Non meno importante che il rapporto col volto è per gli uomini il rapporto con i morti. L’uomo, l’animale che si riconosce nel proprio volto, è anche il solo animale che celebra il culto dei morti. Non sorprende, allora, che anche i morti abbiano un volto e che la cancellazione del volto vada di pari passo alla rimozione della morte. A Roma, il morto partecipa al mondo dei vivi attraverso la sua imago, l’immagine plasmata e dipinta sulla cera che ogni famiglia conservava nell’atrio della propria casa. L’uomo libero è, cioè, definito tanto dalla sua partecipazione alla vita politica della città che dal suo ius imaginum, il diritto inalienabile di custodire il volto dei suoi antenati e di esibirlo pubblicamente nelle feste della comunità. «Dopo la sepoltura e i riti funebri – scrive Polibio – veniva posta nel punto più visibile della casa l’imago del morto in un reliquiario di legno e questa immagine è un volto di cera fatto a esatta somiglianza sia per la forma che per il colore». Queste immagini non erano soltanto oggetto di una memoria privata, ma erano il segno tangibile dell’alleanza e della solidarietà fra i vivi e i morti, fra passato e presente che era parte integrante della vita della città.

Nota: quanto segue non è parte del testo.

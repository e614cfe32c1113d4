use mealdraw_core::db::open_db_in_memory;
use mealdraw_core::{
    CatalogRepository, DailyTip, Recipe, RecipeOrder, RecipeService, RepoError, Restaurant, Sport,
    SqliteCatalogRepository, TagField,
};

#[test]
fn recipe_upsert_round_trips_all_columns() {
    let conn = open_db_in_memory().unwrap();
    let repo = SqliteCatalogRepository::new(&conn);

    let mut recipe = Recipe::new(7, "Tofu Bowl", TagField::list(["Lunch", "高蛋白"]));
    recipe.description = "Quick bowl".to_string();
    recipe.duration_min = Some(15);
    recipe.calories = Some(420);
    recipe.ingredients = vec!["tofu".to_string(), "rice".to_string()];
    recipe.instructions = vec!["Cook rice".to_string(), "Fry tofu".to_string()];
    recipe.image_url = Some("bowls/tofu.jpg".to_string());
    repo.upsert_recipe(&recipe).unwrap();

    let loaded = repo.get_recipe(7).unwrap().unwrap();
    assert_eq!(loaded, recipe);
    assert!(repo.get_recipe(8).unwrap().is_none());
}

#[test]
fn legacy_tag_strings_are_kept_raw_and_normalized_on_read() {
    let conn = open_db_in_memory().unwrap();
    conn.execute(
        "INSERT INTO recipes (id, title, tags) VALUES (1, 'Soup', '{Dinner,\"Low Fat\"}');",
        [],
    )
    .unwrap();
    let repo = SqliteCatalogRepository::new(&conn);

    let recipe = repo.get_recipe(1).unwrap().unwrap();
    assert_eq!(
        recipe.tags,
        TagField::Text("{Dinner,\"Low Fat\"}".to_string())
    );
    assert_eq!(recipe.tags.normalized(), vec!["dinner", "low fat"]);
}

#[test]
fn list_recipes_honors_order() {
    let conn = open_db_in_memory().unwrap();
    let repo = SqliteCatalogRepository::new(&conn);
    for id in [2, 3, 1] {
        repo.upsert_recipe(&Recipe::new(id, format!("r{id}"), TagField::default()))
            .unwrap();
    }

    let asc: Vec<i64> = repo
        .list_recipes(RecipeOrder::IdAsc)
        .unwrap()
        .iter()
        .map(|r| r.id)
        .collect();
    let desc: Vec<i64> = repo
        .list_recipes(RecipeOrder::IdDesc)
        .unwrap()
        .iter()
        .map(|r| r.id)
        .collect();
    assert_eq!(asc, vec![1, 2, 3]);
    assert_eq!(desc, vec![3, 2, 1]);
}

#[test]
fn upsert_overwrites_existing_rows() {
    let conn = open_db_in_memory().unwrap();
    let repo = SqliteCatalogRepository::new(&conn);
    repo.upsert_recipe(&Recipe::new(1, "Old", TagField::default()))
        .unwrap();
    repo.upsert_recipe(&Recipe::new(1, "New", TagField::list(["snack"])))
        .unwrap();

    let recipes = repo.list_recipes(RecipeOrder::IdAsc).unwrap();
    assert_eq!(recipes.len(), 1);
    assert_eq!(recipes[0].title, "New");
}

#[test]
fn corrupt_ingredient_json_is_invalid_data() {
    let conn = open_db_in_memory().unwrap();
    conn.execute(
        "INSERT INTO recipes (id, title, ingredients) VALUES (4, 'Broken', 'not json');",
        [],
    )
    .unwrap();
    let repo = SqliteCatalogRepository::new(&conn);

    let err = repo.get_recipe(4).unwrap_err();
    assert!(matches!(err, RepoError::InvalidData(_)));
}

#[test]
fn numbered_instruction_text_is_split_on_read() {
    let conn = open_db_in_memory().unwrap();
    conn.execute(
        "INSERT INTO recipes (id, title, instructions) VALUES (5, 'Soup', '1. Boil water 2. Add tofu');",
        [],
    )
    .unwrap();
    let repo = SqliteCatalogRepository::new(&conn);

    let recipe = repo.get_recipe(5).unwrap().unwrap();
    assert_eq!(recipe.instructions, vec!["Boil water", "Add tofu"]);
}

#[test]
fn restaurants_sports_and_tips_round_trip() {
    let conn = open_db_in_memory().unwrap();
    let repo = SqliteCatalogRepository::new(&conn);

    let mut restaurant = Restaurant::new(
        1,
        "Green Box",
        TagField::list(["西屯區"]),
        TagField::Text("{沙拉}".to_string()),
    );
    restaurant.rating = Some(4.5);
    repo.upsert_restaurant(&restaurant).unwrap();

    let mut sport = Sport::new(1, "Plank", TagField::list(["中"]));
    sport.duration = Some("5 分鐘".to_string());
    repo.upsert_sport(&sport).unwrap();

    repo.upsert_daily_tip(&DailyTip {
        id: 1,
        content: "Drink water".to_string(),
        category: Some("habit".to_string()),
    })
    .unwrap();

    assert_eq!(repo.list_restaurants().unwrap(), vec![restaurant]);
    assert_eq!(repo.list_sports().unwrap(), vec![sport]);
    assert_eq!(repo.list_daily_tips().unwrap().len(), 1);
}

#[test]
fn recipe_service_lists_newest_first_and_searches() {
    let conn = open_db_in_memory().unwrap();
    let repo = SqliteCatalogRepository::new(&conn);
    repo.upsert_recipe(&Recipe::new(1, "Green Salad", TagField::list(["lunch"])))
        .unwrap();
    repo.upsert_recipe(&Recipe::new(2, "Oat Porridge", TagField::list(["Breakfast"])))
        .unwrap();
    repo.upsert_recipe(&Recipe::new(3, "Egg Toast", TagField::list(["breakfast"])))
        .unwrap();

    let service = RecipeService::new(SqliteCatalogRepository::new(&conn));
    let all = service.list_recipes(None).unwrap();
    assert_eq!(
        all.items.iter().map(|r| r.id).collect::<Vec<_>>(),
        vec![3, 2, 1]
    );
    assert!(all.search_term.is_none());

    let found = service.list_recipes(Some("  BREAKFAST ")).unwrap();
    assert_eq!(found.search_term.as_deref(), Some("breakfast"));
    assert_eq!(
        found.items.iter().map(|r| r.id).collect::<Vec<_>>(),
        vec![3, 2]
    );

    let err = service.get_recipe(99).unwrap_err();
    assert!(matches!(err, RepoError::NotFound { table: "recipes", .. }));
}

Per questo svolgevano una parte così importante nella vita pubblica, tanto che si è potuto affermare che il diritto alle immagini dei morti è il laboratorio in cui si fonda il diritto dei vivi. Ciò è tanto vero che chi si era macchiato di un grave crimine pubblico perdeva il diritto all’immagine. E la leggenda vuole che quando Romolo fonda Roma, fa scavare una fossa – detta mundus, « mondo » – in cui lui stesso e ciascuno dei suoi compagni gettano una manciata della terra da cui provengono. Questa fossa veniva aperta tre volte l’anno e si diceva che in quei giorni i mani, i morti entravano nella città e prendevano parte all’esistenza dei vivi. Il mondo non è che la soglia attraverso la quale i vivi e i morti, il passato e il presente comunicano.
Si comprende allora perché un mondo senza volti non possa essere che un mondo senza morti. Se i vivi perdono il loro volto, i morti diventano soltanto dei numeri, che, in quanto erano stati ridotti alla loro pura vita biologica, devono morire soli e senza funerali. E se il volto è il luogo in cui, prima di ogni discorso, comunichiamo con i nostri simili, allora anche i vivi, privati del loro rapporto col volto, sono, per quanto si sforzino di comunicare con i dispositivi digitali, irreparabilmente soli.
Il progetto planetario che i governi cercano di imporre è, dunque, radicalmente impolitico. Esso si propone anzi di eliminare dall’esistenza umana ogni elemento genuinamente politico, per sostituirlo con una governamentalità fondata soltanto su un controllo algoritmico. Cancellazione del volto, rimozione dei morti e distanziamento sociale sono i dispositivi essenziali di questa governamentalità, che, secondo le dichiarazioni concordi dei potenti, dovranno essere mantenuti anche quando il terrore sanitario sarà allentato. Ma una società senza volto, senza passato e senza contatto fisico è una società di spettri, come tale condannata a una più o meno rapida rovina.